Karl Hess (1801 in Düsseldorf – 16 November 1874 in Bad Reichenhall) was a German painter.

==Biography==
Hess was the third son of Carl Ernst Christoph Hess, an engraver. The elder Hess had already acquired a name when in 1806 the elector of Bavaria, having been raised to a kingship by Napoleon, transferred the Düsseldorf academy and gallery to Munich. The elder Karl Hess accompanied the academy to its new home, and there continued the education of his children, who, along with the younger Karl, included Heinrich Maria von Hess and Peter von Hess.

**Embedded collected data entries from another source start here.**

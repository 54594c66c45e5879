//! Implements a struct that holds the state of the REST server.

use std::sync::{Arc, Mutex};

use axum::extract::FromRef;
use axum_extra::extract::cookie::Key;
use rusqlite::Connection;
use sha2::{Digest, Sha512};
use time::Duration;

use crate::{
    Error, auth::DEFAULT_COOKIE_DURATION, db::initialize, pagination::PaginationConfig,
};

/// The state of the REST server.
///
/// Route handlers should take one of the narrower states that implement
/// `FromRef<AppState>` instead of the whole app state.
#[derive(Debug, Clone)]
pub struct AppState {
    /// The key to be used for signing and encrypting private cookies.
    pub cookie_key: Key,

    /// The duration for which cookies used for authentication are valid.
    pub cookie_duration: Duration,

    /// The local timezone as a canonical timezone name, e.g. "Pacific/Auckland".
    pub local_timezone: String,

    /// The config that controls how to display pages of transactions.
    pub pagination_config: PaginationConfig,

    /// The database connection shared by all requests.
    pub db_connection: Arc<Mutex<Connection>>,
}

impl AppState {
    /// Create a new [AppState] with a SQLite database connection.
    ///
    /// This function will create the application's tables if they do not exist yet.
    /// `local_timezone` should be a valid, canonical timezone name, e.g. "Pacific/Auckland".
    ///
    /// # Errors
    /// Returns an error if the database cannot be initialized.
    pub fn new(
        db_connection: Connection,
        cookie_secret: &str,
        local_timezone: &str,
        pagination_config: PaginationConfig,
    ) -> Result<Self, Error> {
        initialize(&db_connection)?;

        Ok(Self {
            cookie_key: create_cookie_key(cookie_secret),
            cookie_duration: DEFAULT_COOKIE_DURATION,
            local_timezone: local_timezone.to_owned(),
            pagination_config,
            db_connection: Arc::new(Mutex::new(db_connection)),
        })
    }
}

// this impl tells `PrivateCookieJar` how to access the key from our state
impl FromRef<AppState> for Key {
    fn from_ref(state: &AppState) -> Self {
        state.cookie_key.clone()
    }
}

/// Create a signing key for cookies from a `secret`s string.
pub fn create_cookie_key(secret: &str) -> Key {
    let hash = Sha512::digest(secret);

    Key::from(&hash)
}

The elder Karl Hess hoped that his son Karl would obtain distinction as an engraver. The younger Karl, however, after engraving one plate after Adrian Ostade, turned to painting under the guidance of Max Joseph Wagenbauer of Munich, and then studied under his elder brother Peter. But historical composition proved to be as contrary to his taste as engraving, and he gave, himself exclusively at last to illustrations of peasant life in the hill country of Bavaria. He became clever alike in representing the people, the animals and the landscape of the Alps, and with constant means of reference to nature in the neighbourhood of Bad Reichenhall, where he at last resided, he never produced anything that was not impressed with the true stamp of a kindly realism.